- Task statement -
Give back a single figure: the number of lines in the entries below that contain "splitter".
== Data listing
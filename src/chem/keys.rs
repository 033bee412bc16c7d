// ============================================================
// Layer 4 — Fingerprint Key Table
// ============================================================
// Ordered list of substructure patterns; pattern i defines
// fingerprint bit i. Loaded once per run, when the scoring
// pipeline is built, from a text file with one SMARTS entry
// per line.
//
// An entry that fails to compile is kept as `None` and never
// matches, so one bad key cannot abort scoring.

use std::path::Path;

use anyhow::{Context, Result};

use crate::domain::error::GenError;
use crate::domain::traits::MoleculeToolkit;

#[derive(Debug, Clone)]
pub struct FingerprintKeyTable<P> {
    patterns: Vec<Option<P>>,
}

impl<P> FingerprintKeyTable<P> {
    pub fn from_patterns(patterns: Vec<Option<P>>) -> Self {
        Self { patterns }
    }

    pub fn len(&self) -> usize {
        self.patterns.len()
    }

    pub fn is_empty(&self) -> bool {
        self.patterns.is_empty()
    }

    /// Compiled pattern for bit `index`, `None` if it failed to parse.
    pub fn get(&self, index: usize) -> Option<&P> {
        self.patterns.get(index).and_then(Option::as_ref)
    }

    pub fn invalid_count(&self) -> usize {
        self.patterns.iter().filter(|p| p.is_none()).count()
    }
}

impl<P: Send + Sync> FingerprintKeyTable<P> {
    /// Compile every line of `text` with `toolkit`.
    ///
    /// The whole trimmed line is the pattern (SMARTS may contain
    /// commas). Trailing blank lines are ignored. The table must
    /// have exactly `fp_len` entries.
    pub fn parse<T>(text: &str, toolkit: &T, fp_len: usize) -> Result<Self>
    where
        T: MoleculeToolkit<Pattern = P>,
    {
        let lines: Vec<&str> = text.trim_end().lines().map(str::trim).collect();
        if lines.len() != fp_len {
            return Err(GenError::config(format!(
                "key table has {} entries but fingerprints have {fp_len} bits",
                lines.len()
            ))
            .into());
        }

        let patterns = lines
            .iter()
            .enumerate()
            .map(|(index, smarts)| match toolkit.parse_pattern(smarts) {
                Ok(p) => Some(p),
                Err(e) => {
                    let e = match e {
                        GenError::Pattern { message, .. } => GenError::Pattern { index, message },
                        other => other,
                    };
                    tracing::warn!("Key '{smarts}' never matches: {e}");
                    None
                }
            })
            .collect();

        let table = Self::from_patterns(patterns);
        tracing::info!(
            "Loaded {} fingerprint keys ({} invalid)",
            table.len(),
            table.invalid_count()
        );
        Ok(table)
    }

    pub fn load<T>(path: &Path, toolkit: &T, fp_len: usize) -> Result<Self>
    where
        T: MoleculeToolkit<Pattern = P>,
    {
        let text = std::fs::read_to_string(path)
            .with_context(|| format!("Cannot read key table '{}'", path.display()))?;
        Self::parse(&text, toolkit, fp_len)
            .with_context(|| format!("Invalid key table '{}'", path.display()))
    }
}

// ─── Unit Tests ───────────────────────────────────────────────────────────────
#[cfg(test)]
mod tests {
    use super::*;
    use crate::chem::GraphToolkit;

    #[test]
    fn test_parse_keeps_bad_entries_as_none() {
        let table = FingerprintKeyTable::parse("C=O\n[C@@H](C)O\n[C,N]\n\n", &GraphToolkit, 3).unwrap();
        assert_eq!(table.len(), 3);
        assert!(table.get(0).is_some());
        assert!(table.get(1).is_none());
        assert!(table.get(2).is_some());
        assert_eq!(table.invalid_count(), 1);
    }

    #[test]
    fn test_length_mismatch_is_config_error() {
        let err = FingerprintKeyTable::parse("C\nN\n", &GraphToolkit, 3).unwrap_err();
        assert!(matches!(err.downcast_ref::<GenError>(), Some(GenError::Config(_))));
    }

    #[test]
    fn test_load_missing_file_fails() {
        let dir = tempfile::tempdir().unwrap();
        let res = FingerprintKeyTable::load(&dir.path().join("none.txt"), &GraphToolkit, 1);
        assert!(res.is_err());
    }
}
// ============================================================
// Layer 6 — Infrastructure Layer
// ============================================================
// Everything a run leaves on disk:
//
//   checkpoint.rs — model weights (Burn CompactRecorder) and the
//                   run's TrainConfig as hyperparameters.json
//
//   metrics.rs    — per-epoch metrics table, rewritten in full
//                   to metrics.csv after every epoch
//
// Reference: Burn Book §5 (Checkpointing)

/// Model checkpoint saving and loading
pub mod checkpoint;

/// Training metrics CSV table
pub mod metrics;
====
== Data listing
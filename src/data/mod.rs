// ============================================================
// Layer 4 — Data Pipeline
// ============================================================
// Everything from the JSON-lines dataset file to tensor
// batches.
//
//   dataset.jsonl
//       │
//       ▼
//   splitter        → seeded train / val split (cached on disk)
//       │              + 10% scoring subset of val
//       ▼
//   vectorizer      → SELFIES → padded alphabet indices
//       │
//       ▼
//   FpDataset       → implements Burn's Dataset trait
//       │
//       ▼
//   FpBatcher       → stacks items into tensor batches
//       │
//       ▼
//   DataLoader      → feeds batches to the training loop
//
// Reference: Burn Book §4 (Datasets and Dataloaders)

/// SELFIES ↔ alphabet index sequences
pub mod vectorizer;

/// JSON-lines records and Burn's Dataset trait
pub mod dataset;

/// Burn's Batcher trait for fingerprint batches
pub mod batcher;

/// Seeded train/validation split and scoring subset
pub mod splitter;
====
== Data listing
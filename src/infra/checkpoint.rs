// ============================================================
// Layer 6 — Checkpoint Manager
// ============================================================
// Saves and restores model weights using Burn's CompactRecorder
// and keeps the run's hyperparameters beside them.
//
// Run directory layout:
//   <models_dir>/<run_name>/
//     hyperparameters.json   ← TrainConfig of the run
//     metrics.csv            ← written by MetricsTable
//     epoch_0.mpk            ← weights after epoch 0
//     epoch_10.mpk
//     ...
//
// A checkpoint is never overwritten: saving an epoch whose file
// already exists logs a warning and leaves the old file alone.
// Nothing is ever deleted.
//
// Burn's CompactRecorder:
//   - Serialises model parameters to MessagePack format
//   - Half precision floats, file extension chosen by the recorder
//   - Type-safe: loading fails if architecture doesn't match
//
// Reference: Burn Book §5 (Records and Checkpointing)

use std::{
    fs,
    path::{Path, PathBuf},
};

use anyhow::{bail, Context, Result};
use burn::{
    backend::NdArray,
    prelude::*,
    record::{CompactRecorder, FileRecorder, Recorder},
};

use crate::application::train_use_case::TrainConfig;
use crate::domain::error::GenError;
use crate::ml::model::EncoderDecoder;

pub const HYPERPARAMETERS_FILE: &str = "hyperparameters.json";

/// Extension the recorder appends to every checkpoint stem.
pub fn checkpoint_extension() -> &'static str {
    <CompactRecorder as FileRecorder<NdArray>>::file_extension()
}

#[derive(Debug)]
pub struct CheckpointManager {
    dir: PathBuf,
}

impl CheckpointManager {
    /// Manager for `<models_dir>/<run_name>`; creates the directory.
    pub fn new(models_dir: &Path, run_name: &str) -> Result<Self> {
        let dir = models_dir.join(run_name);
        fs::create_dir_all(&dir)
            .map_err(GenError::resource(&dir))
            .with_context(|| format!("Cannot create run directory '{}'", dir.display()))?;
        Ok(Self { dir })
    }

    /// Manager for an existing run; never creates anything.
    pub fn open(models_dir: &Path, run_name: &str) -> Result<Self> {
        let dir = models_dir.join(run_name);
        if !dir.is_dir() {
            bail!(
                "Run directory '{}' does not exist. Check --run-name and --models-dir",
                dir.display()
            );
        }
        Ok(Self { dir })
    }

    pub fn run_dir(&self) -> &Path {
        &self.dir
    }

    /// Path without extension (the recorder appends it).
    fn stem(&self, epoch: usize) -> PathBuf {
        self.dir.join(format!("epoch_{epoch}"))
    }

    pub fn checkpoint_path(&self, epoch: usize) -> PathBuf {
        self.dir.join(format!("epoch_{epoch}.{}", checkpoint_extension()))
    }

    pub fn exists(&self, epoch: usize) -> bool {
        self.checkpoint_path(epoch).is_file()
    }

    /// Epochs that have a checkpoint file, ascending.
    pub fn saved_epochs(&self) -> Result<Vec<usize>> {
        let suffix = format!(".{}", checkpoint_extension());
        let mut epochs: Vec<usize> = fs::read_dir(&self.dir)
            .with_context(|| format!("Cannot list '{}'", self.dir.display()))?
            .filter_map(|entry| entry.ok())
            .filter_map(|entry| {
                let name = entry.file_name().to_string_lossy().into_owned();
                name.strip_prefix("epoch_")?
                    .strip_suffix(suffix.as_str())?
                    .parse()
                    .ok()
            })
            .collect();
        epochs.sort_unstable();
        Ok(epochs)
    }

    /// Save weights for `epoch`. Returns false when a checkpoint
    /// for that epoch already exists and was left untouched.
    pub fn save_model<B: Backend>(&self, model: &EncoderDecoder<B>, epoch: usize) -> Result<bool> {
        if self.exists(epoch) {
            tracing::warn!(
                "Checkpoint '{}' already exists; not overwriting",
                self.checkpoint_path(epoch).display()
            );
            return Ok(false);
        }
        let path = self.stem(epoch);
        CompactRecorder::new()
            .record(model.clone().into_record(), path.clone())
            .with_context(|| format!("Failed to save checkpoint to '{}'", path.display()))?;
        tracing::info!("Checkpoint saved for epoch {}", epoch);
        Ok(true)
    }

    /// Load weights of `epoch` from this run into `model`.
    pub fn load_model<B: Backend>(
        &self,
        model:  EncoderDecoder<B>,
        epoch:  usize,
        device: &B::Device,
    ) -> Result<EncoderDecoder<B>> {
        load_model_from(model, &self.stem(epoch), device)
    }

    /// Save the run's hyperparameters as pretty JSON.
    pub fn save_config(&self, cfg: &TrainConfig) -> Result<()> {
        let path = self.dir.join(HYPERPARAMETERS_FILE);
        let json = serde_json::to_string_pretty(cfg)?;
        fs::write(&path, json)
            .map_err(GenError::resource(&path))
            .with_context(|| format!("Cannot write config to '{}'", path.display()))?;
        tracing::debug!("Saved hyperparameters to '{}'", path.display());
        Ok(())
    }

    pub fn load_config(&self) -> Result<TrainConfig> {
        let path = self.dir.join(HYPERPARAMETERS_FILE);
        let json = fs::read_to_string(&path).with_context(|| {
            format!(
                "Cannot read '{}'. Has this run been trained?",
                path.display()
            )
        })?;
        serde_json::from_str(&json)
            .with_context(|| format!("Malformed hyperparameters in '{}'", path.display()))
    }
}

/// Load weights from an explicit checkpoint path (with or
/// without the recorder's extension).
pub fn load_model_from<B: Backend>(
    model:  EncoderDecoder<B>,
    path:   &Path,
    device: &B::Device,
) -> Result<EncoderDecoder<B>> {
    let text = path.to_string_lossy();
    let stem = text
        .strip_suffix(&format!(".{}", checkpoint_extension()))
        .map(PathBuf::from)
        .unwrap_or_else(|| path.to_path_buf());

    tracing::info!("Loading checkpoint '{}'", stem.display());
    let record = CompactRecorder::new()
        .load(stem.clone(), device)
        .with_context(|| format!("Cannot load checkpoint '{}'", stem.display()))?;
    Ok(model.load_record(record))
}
====
- Task result -
2